Heterotrophically cultivated cells use organic substrate(s) for carbon and energy while mixotrophically grown cells can use light and organic carbon for energy and use either organic or inorganic carbon for biomass synthesis [180, 181, 284]. Many algae can utilize various organic carbon substrates: sugars (glucose, mannose, fructose, lactose, etc.), VFA (acetate), glycerol, molasses, and organic carbon from wastewater. Under mixotrophic conditions, algae exhibit a five — to tenfold higher growth rate compared to photoautotrophic growth [285]. Species that grow mixotrophically include:

• Green algae: C. reinhardtii [286-288]; Chlorella sp. [289-293]; Scenedesmus [294-296]; Tetraselmis suecica [297]; Platymonas subcordiformis [298]; Botryococcus braunii [299]; Micractiniumpusillum [300]; Haematococcusplu — vialis [301-303]; Haematococcus lacustris [304, 305].

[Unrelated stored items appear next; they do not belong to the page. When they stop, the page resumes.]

//! `docker-machine` backend: any driver it supports, driven through its CLI.

use std::time::Duration;

use async_trait::async_trait;
use serde::Deserialize;
use tracing::{info, warn};

use crate::exec::{run_command, with_sudo};
use crate::types::{ExecOutput, MachineAddress, MachineSpec};
use crate::{CloudProvider, Error, ProviderName, Result};

/// Fields of `docker-machine inspect --format '{{json .Driver}}'` that the
/// common drivers share.
#[derive(Debug, Deserialize)]
struct DriverInfo {
    #[serde(rename = "MachineName", default)]
    machine_name: String,
    #[serde(rename = "IPAddress", default)]
    ip_address: String,
    #[serde(rename = "PrivateIPAddress", default)]
    private_ip_address: Option<String>,
    #[serde(rename = "Zone", default)]
    zone: Option<String>,
    #[serde(rename = "Region", default)]
    region: Option<String>,
}

pub struct DockerMachineProvider {
    binary: String,
    driver: String,
    extra_opts: Vec<String>,
    sudo: bool,
    timeout: Duration,
}

impl DockerMachineProvider {
    /// Create from env vars:
    ///
    /// - `DOCKER_MACHINE_DRIVER` (required, e.g. `google`, `amazonec2`, `virtualbox`)
    /// - `DOCKER_MACHINE_OPTS` (extra `create` flags, whitespace separated)
    /// - `DOCKER_MACHINE_BIN` (default: `docker-machine`)
    /// - `DOCKER_MACHINE_SUDO` (default: `true`)
    pub fn from_env() -> Result<Self> {
        dotenvy::dotenv().ok();

        let driver = std::env::var("DOCKER_MACHINE_DRIVER")
            .map_err(|_| Error::MissingEnv("DOCKER_MACHINE_DRIVER".into()))?;
        let extra_opts = std::env::var("DOCKER_MACHINE_OPTS")
            .unwrap_or_default()
            .split_whitespace()
            .map(str::to_string)
            .collect();
        let binary = std::env::var("DOCKER_MACHINE_BIN").unwrap_or_else(|_| "docker-machine".into());
        let sudo = std::env::var("DOCKER_MACHINE_SUDO")
            .map(|v| v != "false" && v != "0")
            .unwrap_or(true);

        Ok(Self {
            binary,
            driver,
            extra_opts,
            sudo,
            timeout: Duration::from_secs(900),
        })
    }

    /// Arguments for `docker-machine create`.
    fn create_args(&self, spec: &MachineSpec) -> Vec<String> {
        let mut args = vec!["create".to_string(), "--driver".into(), self.driver.clone()];

        match self.driver.as_str() {
            "google" => {
                args.extend(["--google-zone".into(), spec.zone.clone()]);
                args.extend(["--google-machine-type".into(), spec.machine_type.clone()]);
                if !spec.tags.is_empty() {
                    args.extend(["--google-tags".into(), spec.tags.join(",")]);
                }
            }
            "amazonec2" => {
                args.extend(["--amazonec2-zone".into(), spec.zone.clone()]);
                args.extend(["--amazonec2-instance-type".into(), spec.machine_type.clone()]);
                if !spec.tags.is_empty() {
                    args.extend(["--amazonec2-tags".into(), spec.tags.join(",")]);
                }
            }
            _ => {}
        }

        args.extend([
            "--engine-label".into(),
            format!("deployment={}", spec.deployment),
            "--engine-label".into(),
            format!("role={}", spec.role),
        ]);
        args.extend(self.extra_opts.iter().cloned());
        args.push(spec.name.clone());
        args
    }

    async fn run(&self, args: Vec<String>) -> Result<ExecOutput> {
        run_command(&self.binary, &args, self.timeout).await
    }

    async fn run_checked(&self, what: &str, args: Vec<String>) -> Result<String> {
        let out = self.run(args).await?;
        if !out.success() {
            return Err(Error::MachineDriver(format!(
                "{what}: {}",
                out.stderr.trim()
            )));
        }
        Ok(out.stdout)
    }

    fn parse_driver(raw: &str) -> Result<MachineAddress> {
        let info: DriverInfo = serde_json::from_str(raw.trim())
            .map_err(|e| Error::MachineDriver(format!("decode driver info: {e}")))?;

        let internal_ip = info
            .private_ip_address
            .filter(|ip| !ip.is_empty())
            .unwrap_or_else(|| info.ip_address.clone());

        Ok(MachineAddress {
            name: info.machine_name,
            zone: info.zone.or(info.region).unwrap_or_default(),
            internal_ip,
            external_ip: (!info.ip_address.is_empty()).then_some(info.ip_address),
        })
    }
}

fn is_missing_host(stderr: &str) -> bool {
    let stderr = stderr.to_lowercase();
    stderr.contains("does not exist") || stderr.contains("not found")
}

#[async_trait]
impl CloudProvider for DockerMachineProvider {
    async fn create_machine(&self, spec: &MachineSpec) -> Result<MachineAddress> {
        self.run_checked("create", self.create_args(spec)).await?;
        info!(machine = %spec.name, driver = %self.driver, "docker-machine: host created");
        self.describe_machine(&spec.name).await
    }

    async fn remove_machine(&self, name: &str) -> Result<()> {
        let out = self
            .run(vec!["rm".into(), "-f".into(), "-y".into(), name.into()])
            .await?;

        if !out.success() {
            if is_missing_host(&out.stderr) {
                warn!(machine = %name, "docker-machine: host already removed");
                return Ok(());
            }
            return Err(Error::MachineDriver(format!("rm: {}", out.stderr.trim())));
        }

        info!(machine = %name, "docker-machine: host removed");
        Ok(())
    }

    async fn describe_machine(&self, name: &str) -> Result<MachineAddress> {
        let out = self
            .run(vec![
                "inspect".into(),
                "--format".into(),
                "{{json .Driver}}".into(),
                name.into(),
            ])
            .await?;

        if !out.success() {
            if is_missing_host(&out.stderr) {
                return Err(Error::NotFound(name.to_string()));
            }
            return Err(Error::MachineDriver(format!("inspect: {}", out.stderr.trim())));
        }

        let mut address = Self::parse_driver(&out.stdout)?;
        if address.name.is_empty() {
            address.name = name.to_string();
        }
        Ok(address)
    }

    async fn remote_exec(&self, target: &MachineAddress, command: &str) -> Result<ExecOutput> {
        let command = if self.sudo {
            with_sudo(command)
        } else {
            command.to_string()
        };
        self.run(vec!["ssh".into(), target.name.clone(), command]).await
    }

    async fn list_machines(&self, deployment: &str) -> Result<Vec<String>> {
        let stdout = self
            .run_checked(
                "ls",
                vec![
                    "ls".into(),
                    "-q".into(),
                    "--filter".into(),
                    format!("name={deployment}"),
                    "--filter".into(),
                    "state=Running".into(),
                ],
            )
            .await?;

        Ok(stdout
            .lines()
            .map(str::trim)
            .filter(|l| !l.is_empty())
            .map(str::to_string)
            .collect())
    }

    fn name(&self) -> ProviderName {
        ProviderName::DockerMachine
    }
}

#[cfg(test)]
mod tests {
    use super::*;
    use crate::types::MachineRole;

    fn provider(driver: &str) -> DockerMachineProvider {
        DockerMachineProvider {
            binary: "docker-machine".into(),
            driver: driver.into(),
            extra_opts: vec!["--google-project".into(), "testnet".into()],
            sudo: true,
            timeout: Duration::from_secs(5),
        }
    }

    fn spec() -> MachineSpec {
        MachineSpec {
            name: "exp-worker-0".into(),
            deployment: "exp".into(),
            zone: "us-east1-c".into(),
            machine_type: "n1-standard-2".into(),
            tags: vec!["testnet".into(), "swarm".into()],
            role: MachineRole::Worker,
        }
    }

    #[test]
    fn google_create_args() {
        let args = provider("google").create_args(&spec());

        assert_eq!(&args[..3], ["create", "--driver", "google"]);
        let zone = args.iter().position(|a| a == "--google-zone").unwrap();
        assert_eq!(args[zone + 1], "us-east1-c");
        let tags = args.iter().position(|a| a == "--google-tags").unwrap();
        assert_eq!(args[tags + 1], "testnet,swarm");
        assert!(args.contains(&"deployment=exp".to_string()));
        assert_eq!(args.last().map(String::as_str), Some("exp-worker-0"));
    }

    #[test]
    fn generic_driver_passes_only_opts() {
        let args = provider("virtualbox").create_args(&spec());
        assert!(!args.iter().any(|a| a.starts_with("--google-zone")));
        assert!(args.contains(&"--google-project".to_string()));
    }

    #[test]
    fn parses_google_driver_info() {
        let raw = r#"{"MachineName":"exp-manager","IPAddress":"34.73.1.2","Zone":"us-east1-b","MachineType":"n1-standard-4"}"#;
        let addr = DockerMachineProvider::parse_driver(raw).unwrap();
        assert_eq!(addr.name, "exp-manager");
        assert_eq!(addr.zone, "us-east1-b");
        assert_eq!(addr.internal_ip, "34.73.1.2");
        assert_eq!(addr.external_ip.as_deref(), Some("34.73.1.2"));
    }

    #[test]
    fn prefers_private_address_when_present() {
        let raw = r#"{"MachineName":"exp-manager","IPAddress":"54.1.2.3","PrivateIPAddress":"172.31.0.9","Region":"us-east-1"}"#;
        let addr = DockerMachineProvider::parse_driver(raw).unwrap();
        assert_eq!(addr.internal_ip, "172.31.0.9");
        assert_eq!(addr.zone, "us-east-1");
    }

    #[test]
    fn missing_host_detection() {
        assert!(is_missing_host("Error: Host does not exist: \"exp-worker-9\""));
        assert!(!is_missing_host("Error: permission denied"));
    }
}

• Red algae: Porphyridium cruentum [306, 307]; Galdieria sulphuraria [308].

• Diatoms: Phaeodactylum tricornutum [256,285,309-312]; Nannochloropsis sp. [313-315]; Navicula saprophila [316]; Nitzschia [316, 317].

• Cyanobacteria: Synechococcus [318, 319]; Arthrospira [320-323]; Nostoc flagelliforme [324]; Anabaena variabilis [325].

The main disadvantage of mixotrophic growth is the high cost of organic carbon sources. Main advantages of mixotrophic growth are the elimination of light pene­tration limitation that allows high concentration of algae (opportunity to reduce harvesting cost), better process control, increased growth rate and production of lipids, and potential to use waste streams as an organic carbon source. One attractive solution is the coupling of wastewater treatment and algal production [326]. Another possible source of organic carbon is acetate from a modified AD system where the major products of anaerobic fermentation are acetate and hydrogen. The drawback of systems grown on waste streams is bacterial and viral contamination.

Light Conditions

Light characteristics have a significant impact on pigment content, photosynthetic activity, and lipid content [327, 328]. Generally, high irradiation inhibits the forma­tion of polar lipids, but stimulates synthesis of storage carbohydrates and neutral lipids (usually triglycerids). Light limitation favors the production of total proteins and structural polar lipids associated with chloroplasts [258, 329-332]. B. braunii cultivated under continuous illumination gave the highest yield of exopolysaccha­rides. A light-dark cycle of 16-8 h resulted in the highest hydrocarbon yield [333]. Blue light was found to promote protein synthesis, while red light stimulated carbo­hydrate production [334].